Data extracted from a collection
▬▬▬▬▬▬
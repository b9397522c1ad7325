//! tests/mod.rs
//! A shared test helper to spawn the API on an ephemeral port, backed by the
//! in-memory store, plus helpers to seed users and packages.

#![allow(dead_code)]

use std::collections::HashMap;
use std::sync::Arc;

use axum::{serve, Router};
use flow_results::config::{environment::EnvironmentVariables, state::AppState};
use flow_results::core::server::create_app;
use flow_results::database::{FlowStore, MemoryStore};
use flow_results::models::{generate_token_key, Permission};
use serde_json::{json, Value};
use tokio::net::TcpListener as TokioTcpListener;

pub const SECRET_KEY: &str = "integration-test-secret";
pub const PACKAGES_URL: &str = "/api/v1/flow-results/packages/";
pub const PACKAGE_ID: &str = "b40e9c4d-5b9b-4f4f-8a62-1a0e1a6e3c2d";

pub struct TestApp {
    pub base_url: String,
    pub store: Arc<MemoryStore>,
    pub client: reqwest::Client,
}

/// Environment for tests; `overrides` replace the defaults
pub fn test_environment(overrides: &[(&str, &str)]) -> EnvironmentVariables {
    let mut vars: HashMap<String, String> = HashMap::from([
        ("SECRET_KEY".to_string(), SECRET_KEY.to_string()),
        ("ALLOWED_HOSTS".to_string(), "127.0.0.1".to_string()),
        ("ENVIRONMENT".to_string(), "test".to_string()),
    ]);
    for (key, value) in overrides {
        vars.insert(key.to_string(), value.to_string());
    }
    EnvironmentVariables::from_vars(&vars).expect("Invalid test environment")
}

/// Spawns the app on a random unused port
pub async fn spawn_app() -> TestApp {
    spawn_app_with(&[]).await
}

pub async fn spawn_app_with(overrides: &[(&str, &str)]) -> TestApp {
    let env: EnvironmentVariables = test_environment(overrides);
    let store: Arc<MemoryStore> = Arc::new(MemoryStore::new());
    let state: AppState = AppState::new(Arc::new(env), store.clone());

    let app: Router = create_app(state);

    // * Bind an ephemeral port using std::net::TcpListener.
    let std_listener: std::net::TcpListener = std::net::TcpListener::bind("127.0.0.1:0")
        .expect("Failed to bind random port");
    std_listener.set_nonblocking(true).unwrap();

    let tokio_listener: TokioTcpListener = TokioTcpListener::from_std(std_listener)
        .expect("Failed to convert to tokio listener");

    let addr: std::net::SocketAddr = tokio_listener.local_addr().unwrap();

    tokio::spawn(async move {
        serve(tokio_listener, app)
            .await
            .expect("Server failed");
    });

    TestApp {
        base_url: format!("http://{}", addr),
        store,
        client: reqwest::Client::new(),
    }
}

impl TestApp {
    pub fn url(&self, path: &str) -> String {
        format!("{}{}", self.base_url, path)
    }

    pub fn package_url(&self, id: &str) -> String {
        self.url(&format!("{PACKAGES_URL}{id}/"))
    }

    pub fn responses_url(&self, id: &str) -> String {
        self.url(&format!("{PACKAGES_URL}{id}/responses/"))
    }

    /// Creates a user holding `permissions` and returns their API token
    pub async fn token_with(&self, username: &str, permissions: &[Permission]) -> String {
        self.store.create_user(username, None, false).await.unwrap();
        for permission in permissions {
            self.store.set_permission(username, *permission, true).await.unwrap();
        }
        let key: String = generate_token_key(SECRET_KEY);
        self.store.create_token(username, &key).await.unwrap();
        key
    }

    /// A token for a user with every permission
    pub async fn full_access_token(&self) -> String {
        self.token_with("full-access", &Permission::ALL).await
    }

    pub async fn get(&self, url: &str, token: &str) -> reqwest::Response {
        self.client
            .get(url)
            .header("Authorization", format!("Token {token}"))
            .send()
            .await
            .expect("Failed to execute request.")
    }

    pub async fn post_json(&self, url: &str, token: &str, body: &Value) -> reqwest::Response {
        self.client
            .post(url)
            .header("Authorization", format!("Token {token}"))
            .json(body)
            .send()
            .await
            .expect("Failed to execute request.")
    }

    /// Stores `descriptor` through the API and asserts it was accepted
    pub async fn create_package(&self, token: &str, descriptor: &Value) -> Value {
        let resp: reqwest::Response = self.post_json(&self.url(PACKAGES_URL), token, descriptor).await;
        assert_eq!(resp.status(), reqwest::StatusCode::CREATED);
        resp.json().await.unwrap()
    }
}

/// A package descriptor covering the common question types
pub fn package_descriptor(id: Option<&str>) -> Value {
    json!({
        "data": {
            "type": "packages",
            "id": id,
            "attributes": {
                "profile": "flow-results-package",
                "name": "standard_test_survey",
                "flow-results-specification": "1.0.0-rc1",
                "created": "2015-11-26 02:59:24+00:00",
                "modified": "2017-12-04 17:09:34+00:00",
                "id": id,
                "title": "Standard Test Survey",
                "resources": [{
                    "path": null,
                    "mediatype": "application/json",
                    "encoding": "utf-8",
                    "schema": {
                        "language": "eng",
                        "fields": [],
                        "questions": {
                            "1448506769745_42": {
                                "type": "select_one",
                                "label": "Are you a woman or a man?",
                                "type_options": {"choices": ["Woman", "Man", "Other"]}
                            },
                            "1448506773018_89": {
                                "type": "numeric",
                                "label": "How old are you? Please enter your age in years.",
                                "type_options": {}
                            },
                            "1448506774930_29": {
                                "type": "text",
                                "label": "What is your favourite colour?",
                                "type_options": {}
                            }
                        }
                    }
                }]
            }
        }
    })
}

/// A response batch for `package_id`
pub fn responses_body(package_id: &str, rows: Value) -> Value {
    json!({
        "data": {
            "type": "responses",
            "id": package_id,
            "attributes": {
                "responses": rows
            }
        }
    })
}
▬▬▬▬▬▬
* **Work required**
From the first line to the last, retype the data exactly.

* **Worked solution**
repository b9397522c1ad7325
//! tests/mod.rs
//! A shared test helper to spawn the API on an ephemeral port, backed by the
//! in-memory store, plus helpers to seed users and packages.

#![allow(dead_code)]

use std::collections::HashMap;
use std::sync::Arc;

use axum::{serve, Router};
use flow_results::config::{environment::EnvironmentVariables, state::AppState};
use flow_results::core::server::create_app;
use flow_results::database::{FlowStore, MemoryStore};
use flow_results::models::{generate_token_key, Permission};
use serde_json::{json, Value};
use tokio::net::TcpListener as TokioTcpListener;

pub const SECRET_KEY: &str = "integration-test-secret";
pub const PACKAGES_URL: &str = "/api/v1/flow-results/packages/";
pub const PACKAGE_ID: &str = "b40e9c4d-5b9b-4f4f-8a62-1a0e1a6e3c2d";

pub struct TestApp {
    pub base_url: String,
    pub store: Arc<MemoryStore>,
    pub client: reqwest::Client,
}

/// Environment for tests; `overrides` replace the defaults
pub fn test_environment(overrides: &[(&str, &str)]) -> EnvironmentVariables {
    let mut vars: HashMap<String, String> = HashMap::from([
        ("SECRET_KEY".to_string(), SECRET_KEY.to_string()),
        ("ALLOWED_HOSTS".to_string(), "127.0.0.1".to_string()),
        ("ENVIRONMENT".to_string(), "test".to_string()),
    ]);
    for (key, value) in overrides {
        vars.insert(key.to_string(), value.to_string());
    }
    EnvironmentVariables::from_vars(&vars).expect("Invalid test environment")
}

/// Spawns the app on a random unused port
pub async fn spawn_app() -> TestApp {
    spawn_app_with(&[]).await
}

pub async fn spawn_app_with(overrides: &[(&str, &str)]) -> TestApp {
    let env: EnvironmentVariables = test_environment(overrides);
    let store: Arc<MemoryStore> = Arc::new(MemoryStore::new());
    let state: AppState = AppState::new(Arc::new(env), store.clone());

    let app: Router = create_app(state);

    // * Bind an ephemeral port using std::net::TcpListener.
    let std_listener: std::net::TcpListener = std::net::TcpListener::bind("127.0.0.1:0")
        .expect("Failed to bind random port");
    std_listener.set_nonblocking(true).unwrap();

    let tokio_listener: TokioTcpListener = TokioTcpListener::from_std(std_listener)
        .expect("Failed to convert to tokio listener");

    let addr: std::net::SocketAddr = tokio_listener.local_addr().unwrap();

    tokio::spawn(async move {
        serve(tokio_listener, app)
            .await
            .expect("Server failed");
    });

    TestApp {
        base_url: format!("http://{}", addr),
        store,
        client: reqwest::Client::new(),
    }
}

impl TestApp {
    pub fn url(&self, path: &str) -> String {
        format!("{}{}", self.base_url, path)
    }

    pub fn package_url(&self, id: &str) -> String {
        self.url(&format!("{PACKAGES_URL}{id}/"))
    }

    pub fn responses_url(&self, id: &str) -> String {
        self.url(&format!("{PACKAGES_URL}{id}/responses/"))
    }

    /// Creates a user holding `permissions` and returns their API token
    pub async fn token_with(&self, username: &str, permissions: &[Permission]) -> String {
        self.store.create_user(username, None, false).await.unwrap();
        for permission in permissions {
            self.store.set_permission(username, *permission, true).await.unwrap();
        }
        let key: String = generate_token_key(SECRET_KEY);
        self.store.create_token(username, &key).await.unwrap();
        key
    }

    /// A token for a user with every permission
    pub async fn full_access_token(&self) -> String {
        self.token_with("full-access", &Permission::ALL).await
    }

    pub async fn get(&self, url: &str, token: &str) -> reqwest::Response {
        self.client
            .get(url)
            .header("Authorization", format!("Token {token}"))
            .send()
            .await
            .expect("Failed to execute request.")
    }

    pub async fn post_json(&self, url: &str, token: &str, body: &Value) -> reqwest::Response {
        self.client
            .post(url)
            .header("Authorization", format!("Token {token}"))
            .json(body)
            .send()
            .await
            .expect("Failed to execute request.")
    }

    /// Stores `descriptor` through the API and asserts it was accepted
    pub async fn create_package(&self, token: &str, descriptor: &Value) -> Value {
        let resp: reqwest::Response = self.post_json(&self.url(PACKAGES_URL), token, descriptor).await;
        assert_eq!(resp.status(), reqwest::StatusCode::CREATED);
        resp.json().await.unwrap()
    }
}

/// A package descriptor covering the common question types
pub fn package_descriptor(id: Option<&str>) -> Value {
    json!({
        "data": {
            "type": "packages",
            "id": id,
            "attributes": {
                "profile": "flow-results-package",
                "name": "standard_test_survey",
                "flow-results-specification": "1.0.0-rc1",
                "created": "2015-11-26 02:59:24+00:00",
                "modified": "2017-12-04 17:09:34+00:00",
                "id": id,
                "title": "Standard Test Survey",
                "resources": [{
                    "path": null,
                    "mediatype": "application/json",
                    "encoding": "utf-8",
                    "schema": {
                        "language": "eng",
                        "fields": [],
                        "questions": {
                            "1448506769745_42": {
                                "type": "select_one",
                                "label": "Are you a woman or a man?",
                                "type_options": {"choices": ["Woman", "Man", "Other"]}
                            },
                            "1448506773018_89": {
                                "type": "numeric",
                                "label": "How old are you? Please enter your age in years.",
                                "type_options": {}
                            },
                            "1448506774930_29": {
                                "type": "text",
                                "label": "What is your favourite colour?",
                                "type_options": {}
                            }
                        }
                    }
                }]
            }
        }
    })
}

/// A response batch for `package_id`
pub fn responses_body(package_id: &str, rows: Value) -> Value {
    json!({
        "data": {
            "type": "responses",
            "id": package_id,
            "attributes": {
                "responses": rows
            }
        }
    })
}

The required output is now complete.